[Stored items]
use ratatui::{prelude::*, widgets::*};

use crate::{i18n::lang, tui::app::App};

pub fn render_title(f: &mut Frame, area: Rect, app: &App) {
    // Horizontal layout: center (title) + right (connection status)
    let chunks = Layout::default()
        .direction(Direction::Horizontal)
        .constraints([Constraint::Min(10), Constraint::Length(32)])
        .split(area);

    // Background bar
    let bg_block = Block::default()
        .borders(Borders::NONE)
        .style(Style::default().bg(Color::Gray));
    f.render_widget(bg_block, area);

    let title = Paragraph::new(lang().title.as_str())
        .alignment(Alignment::Center)
        .style(
            Style::default()
                .fg(Color::Rgb(0, 100, 0))
                .add_modifier(Modifier::BOLD),
        );
    f.render_widget(title, chunks[0]);

    let (text, style) = match app.session().peer() {
        Some(peer) => (
            format!("● {} {peer}", lang().status_connected),
            Style::default()
                .fg(Color::Rgb(0, 100, 0))
                .add_modifier(Modifier::BOLD),
        ),
        None => (
            format!("○ {}", lang().status_disconnected),
            Style::default().fg(Color::DarkGray),
        ),
    };
    let status = Paragraph::new(text)
        .alignment(Alignment::Right)
        .style(style);
    f.render_widget(status, chunks[1]);
}
use crossterm::event::{KeyCode, KeyEvent, KeyEventKind, KeyModifiers};

/// What a key press asks the form to do.
#[derive(Debug, Clone, Copy, PartialEq, Eq)]
pub enum Action {
    Quit,
    FocusNext,
    FocusPrev,
    /// Press the focused checkbox or button.
    Activate,
    CyclePrev,
    CycleNext,
    /// Printable character; typed into a field, or Space on a control.
    Insert(char),
    Backspace,
    RefreshPorts,
    None,
}

pub fn map_key(key: KeyEvent) -> Action {
    // Only handle the initial key press event. Ignore Repeat and Release
    // events so a single physical key press maps to a single action.
    if key.kind != KeyEventKind::Press {
        return Action::None;
    }

    if key.modifiers.contains(KeyModifiers::CONTROL) {
        return match key.code {
            KeyCode::Char('c') => Action::Quit,
            _ => Action::None,
        };
    }

    match key.code {
        KeyCode::Esc => Action::Quit,
        KeyCode::Tab | KeyCode::Down => Action::FocusNext,
        KeyCode::BackTab | KeyCode::Up => Action::FocusPrev,
        KeyCode::Enter => Action::Activate,
        KeyCode::Left => Action::CyclePrev,
        KeyCode::Right => Action::CycleNext,
        KeyCode::Backspace => Action::Backspace,
        KeyCode::F(5) => Action::RefreshPorts,
        KeyCode::Char(c) => Action::Insert(c),
        _ => Action::None,
    }
}

#[cfg(test)]
mod tests {
    use super::*;
    use crossterm::event::KeyEventState;

    fn press(code: KeyCode, modifiers: KeyModifiers) -> KeyEvent {
        KeyEvent {
            code,
            modifiers,
            kind: KeyEventKind::Press,
            state: KeyEventState::NONE,
        }
    }

    #[test]
    fn test_navigation_keys() {
        assert_eq!(map_key(press(KeyCode::Tab, KeyModifiers::NONE)), Action::FocusNext);
        assert_eq!(map_key(press(KeyCode::Down, KeyModifiers::NONE)), Action::FocusNext);
        assert_eq!(map_key(press(KeyCode::BackTab, KeyModifiers::SHIFT)), Action::FocusPrev);
        assert_eq!(map_key(press(KeyCode::Left, KeyModifiers::NONE)), Action::CyclePrev);
        assert_eq!(map_key(press(KeyCode::F(5), KeyModifiers::NONE)), Action::RefreshPorts);
    }

    #[test]
    fn test_quit_keys() {
        assert_eq!(map_key(press(KeyCode::Esc, KeyModifiers::NONE)), Action::Quit);
        assert_eq!(map_key(press(KeyCode::Char('c'), KeyModifiers::CONTROL)), Action::Quit);
        // plain 'q' is text, port names may contain it
        assert_eq!(map_key(press(KeyCode::Char('q'), KeyModifiers::NONE)), Action::Insert('q'));
    }

    #[test]
    fn test_release_is_ignored() {
        let mut key = press(KeyCode::Enter, KeyModifiers::NONE);
        key.kind = KeyEventKind::Release;
        assert_eq!(map_key(key), Action::None);
    }
}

TASK BRIEF ▸ Using the entries above, output exactly the lines between the line holding "let status = Paragraph::new(text)" and the line holding "use crossterm::event::KeyEventState;", end lines included, and nothing more.

ANSWER TO THIS EXERCISE ▸
    let status = Paragraph::new(text)
        .alignment(Alignment::Right)
        .style(style);
    f.render_widget(status, chunks[1]);
}
use crossterm::event::{KeyCode, KeyEvent, KeyEventKind, KeyModifiers};

/// What a key press asks the form to do.
#[derive(Debug, Clone, Copy, PartialEq, Eq)]
pub enum Action {
    Quit,
    FocusNext,
    FocusPrev,
    /// Press the focused checkbox or button.
    Activate,
    CyclePrev,
    CycleNext,
    /// Printable character; typed into a field, or Space on a control.
    Insert(char),
    Backspace,
    RefreshPorts,
    None,
}

pub fn map_key(key: KeyEvent) -> Action {
    // Only handle the initial key press event. Ignore Repeat and Release
    // events so a single physical key press maps to a single action.
    if key.kind != KeyEventKind::Press {
        return Action::None;
    }

    if key.modifiers.contains(KeyModifiers::CONTROL) {
        return match key.code {
            KeyCode::Char('c') => Action::Quit,
            _ => Action::None,
        };
    }

    match key.code {
        KeyCode::Esc => Action::Quit,
        KeyCode::Tab | KeyCode::Down => Action::FocusNext,
        KeyCode::BackTab | KeyCode::Up => Action::FocusPrev,
        KeyCode::Enter => Action::Activate,
        KeyCode::Left => Action::CyclePrev,
        KeyCode::Right => Action::CycleNext,
        KeyCode::Backspace => Action::Backspace,
        KeyCode::F(5) => Action::RefreshPorts,
        KeyCode::Char(c) => Action::Insert(c),
        _ => Action::None,
    }
}

#[cfg(test)]
mod tests {
    use super::*;
    use crossterm::event::KeyEventState;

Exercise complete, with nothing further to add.